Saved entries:
--- START ---

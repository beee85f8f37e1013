use std::collections::HashMap;
use std::error::Error;
use std::fmt;
use once_cell::sync::Lazy;
use regex::{Captures, Regex};

static PLACEHOLDER: Lazy<Regex> = Lazy::new(|| Regex::new(r"\{([A-Za-z_][A-Za-z0-9_]*)\}").unwrap());

/// Raised when a template is rendered without a value for one of its variables
#[derive(Debug, Clone, PartialEq, Eq)]
pub struct MissingVariable(pub String);

impl fmt::Display for MissingVariable {
    fn fmt(&self, f: &mut fmt::Formatter) -> fmt::Result {
        write!(f, "missing value for prompt variable `{}`", self.0)
    }
}

impl Error for MissingVariable {}

/// A text template with `{name}` placeholders.
///
/// Substitution happens in a single pass, so braces inside substituted values
/// (JSON examples, user text) are never treated as placeholders.
#[derive(Debug, Clone)]
pub struct PromptTemplate {
    template: String,
    partials: HashMap<String, String>,
}

impl PromptTemplate {
    pub fn from_template(template: impl Into<String>) -> Self {
        Self {
            template: template.into(),
            partials: HashMap::new(),
        }
    }

    /// Binds `name` permanently; later renders only need the remaining variables.
    pub fn partial(mut self, name: &str, value: impl Into<String>) -> Self {
        self.partials.insert(name.to_string(), value.into());
        self
    }

    /// Variables that still need a value at render time, in order of first use.
    pub fn input_variables(&self) -> Vec<String> {
        let mut names: Vec<String> = Vec::new();
        for caps in PLACEHOLDER.captures_iter(&self.template) {
            let name = caps[1].to_string();
            if !self.partials.contains_key(&name) && !names.contains(&name) {
                names.push(name);
            }
        }
        names
    }

    /// Renders the template with `vars` plus the partial bindings.
    pub fn format(&self, vars: &[(&str, &str)]) -> Result<String, MissingVariable> {
        let mut missing: Option<String> = None;
        let rendered = PLACEHOLDER.replace_all(&self.template, |caps: &Captures| {
            let name = &caps[1];
            if let Some((_, value)) = vars.iter().find(|(k, _)| *k == name) {
                return value.to_string();
            }
            if let Some(value) = self.partials.get(name) {
                return value.clone();
            }
            missing.get_or_insert_with(|| name.to_string());
            String::new()
        });

        match missing {
            Some(name) => Err(MissingVariable(name)),
            None => Ok(rendered.into_owned()),
        }
    }
}
use comfy_table::{Table, Cell, ContentArrangement, Attribute, CellAlignment};
use colored::*;

use crate::extract::Dimensions;

/// Builds the table shown for an extracted board.
pub fn dimensions_table(dims: &Dimensions) -> Table {
    let mut table = Table::new();
    table
        .set_header(vec![
            Cell::new("Rows").fg(comfy_table::Color::Cyan).add_attribute(Attribute::Bold),
            Cell::new("Columns").fg(comfy_table::Color::Cyan).add_attribute(Attribute::Bold),
            Cell::new("Mines").fg(comfy_table::Color::Cyan).add_attribute(Attribute::Bold),
            Cell::new("Cells").fg(comfy_table::Color::Cyan).add_attribute(Attribute::Bold),
            Cell::new("Density").fg(comfy_table::Color::Cyan).add_attribute(Attribute::Bold),
        ])
        .load_preset(comfy_table::presets::UTF8_FULL)
        .set_content_arrangement(ContentArrangement::Dynamic);

    table.add_row(vec![
        Cell::new(dims.rows).set_alignment(CellAlignment::Right),
        Cell::new(dims.columns).set_alignment(CellAlignment::Right),
        Cell::new(dims.mines).set_alignment(CellAlignment::Right),
        Cell::new(dims.cells()).set_alignment(CellAlignment::Right),
        Cell::new(format!("{:.1}%", dims.density() * 100.0)).set_alignment(CellAlignment::Right),
    ]);
    table
}

/// Prints the outcome of one query.
pub fn display_dimensions(result: Option<&Dimensions>) {
    match result {
        Some(dims) => println!("{}", dimensions_table(dims)),
        None => println!(
            "{}",
            "Could not extract dimensions from that request. Try e.g. \"a 16x30 board with 99 mines\".".yellow()
        ),
    }
}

--- END ---

*PROBLEM REQUIREMENTS*: Every entry above must be copied exactly.

*ANSWER SPACE*:
repository beee85f8f37e1013
use std::collections::HashMap;
use std::error::Error;
use std::fmt;
use once_cell::sync::Lazy;
use regex::{Captures, Regex};

static PLACEHOLDER: Lazy<Regex> = Lazy::new(|| Regex::new(r"\{([A-Za-z_][A-Za-z0-9_]*)\}").unwrap());

/// Raised when a template is rendered without a value for one of its variables
#[derive(Debug, Clone, PartialEq, Eq)]
pub struct MissingVariable(pub String);

impl fmt::Display for MissingVariable {
    fn fmt(&self, f: &mut fmt::Formatter) -> fmt::Result {
        write!(f, "missing value for prompt variable `{}`", self.0)
    }
}

impl Error for MissingVariable {}

/// A text template with `{name}` placeholders.
///
/// Substitution happens in a single pass, so braces inside substituted values
/// (JSON examples, user text) are never treated as placeholders.
#[derive(Debug, Clone)]
pub struct PromptTemplate {
    template: String,
    partials: HashMap<String, String>,
}

impl PromptTemplate {
    pub fn from_template(template: impl Into<String>) -> Self {
        Self {
            template: template.into(),
            partials: HashMap::new(),
        }
    }

    /// Binds `name` permanently; later renders only need the remaining variables.
    pub fn partial(mut self, name: &str, value: impl Into<String>) -> Self {
        self.partials.insert(name.to_string(), value.into());
        self
    }

    /// Variables that still need a value at render time, in order of first use.
    pub fn input_variables(&self) -> Vec<String> {
        let mut names: Vec<String> = Vec::new();
        for caps in PLACEHOLDER.captures_iter(&self.template) {
            let name = caps[1].to_string();
            if !self.partials.contains_key(&name) && !names.contains(&name) {
                names.push(name);
            }
        }
        names
    }

    /// Renders the template with `vars` plus the partial bindings.
    pub fn format(&self, vars: &[(&str, &str)]) -> Result<String, MissingVariable> {
        let mut missing: Option<String> = None;
        let rendered = PLACEHOLDER.replace_all(&self.template, |caps: &Captures| {
            let name = &caps[1];
            if let Some((_, value)) = vars.iter().find(|(k, _)| *k == name) {
                return value.to_string();
            }
            if let Some(value) = self.partials.get(name) {
                return value.clone();
            }
            missing.get_or_insert_with(|| name.to_string());
            String::new()
        });

        match missing {
            Some(name) => Err(MissingVariable(name)),
            None => Ok(rendered.into_owned()),
        }
    }
}
use comfy_table::{Table, Cell, ContentArrangement, Attribute, CellAlignment};
use colored::*;

use crate::extract::Dimensions;

/// Builds the table shown for an extracted board.
pub fn dimensions_table(dims: &Dimensions) -> Table {
    let mut table = Table::new();
    table
        .set_header(vec![
            Cell::new("Rows").fg(comfy_table::Color::Cyan).add_attribute(Attribute::Bold),
            Cell::new("Columns").fg(comfy_table::Color::Cyan).add_attribute(Attribute::Bold),
            Cell::new("Mines").fg(comfy_table::Color::Cyan).add_attribute(Attribute::Bold),
            Cell::new("Cells").fg(comfy_table::Color::Cyan).add_attribute(Attribute::Bold),
            Cell::new("Density").fg(comfy_table::Color::Cyan).add_attribute(Attribute::Bold),
        ])
        .load_preset(comfy_table::presets::UTF8_FULL)
        .set_content_arrangement(ContentArrangement::Dynamic);

    table.add_row(vec![
        Cell::new(dims.rows).set_alignment(CellAlignment::Right),
        Cell::new(dims.columns).set_alignment(CellAlignment::Right),
        Cell::new(dims.mines).set_alignment(CellAlignment::Right),
        Cell::new(dims.cells()).set_alignment(CellAlignment::Right),
        Cell::new(format!("{:.1}%", dims.density() * 100.0)).set_alignment(CellAlignment::Right),
    ]);
    table
}

/// Prints the outcome of one query.
pub fn display_dimensions(result: Option<&Dimensions>) {
    match result {
        Some(dims) => println!("{}", dimensions_table(dims)),
        None => println!(
            "{}",
            "Could not extract dimensions from that request. Try e.g. \"a 16x30 board with 99 mines\".".yellow()
        ),
    }
}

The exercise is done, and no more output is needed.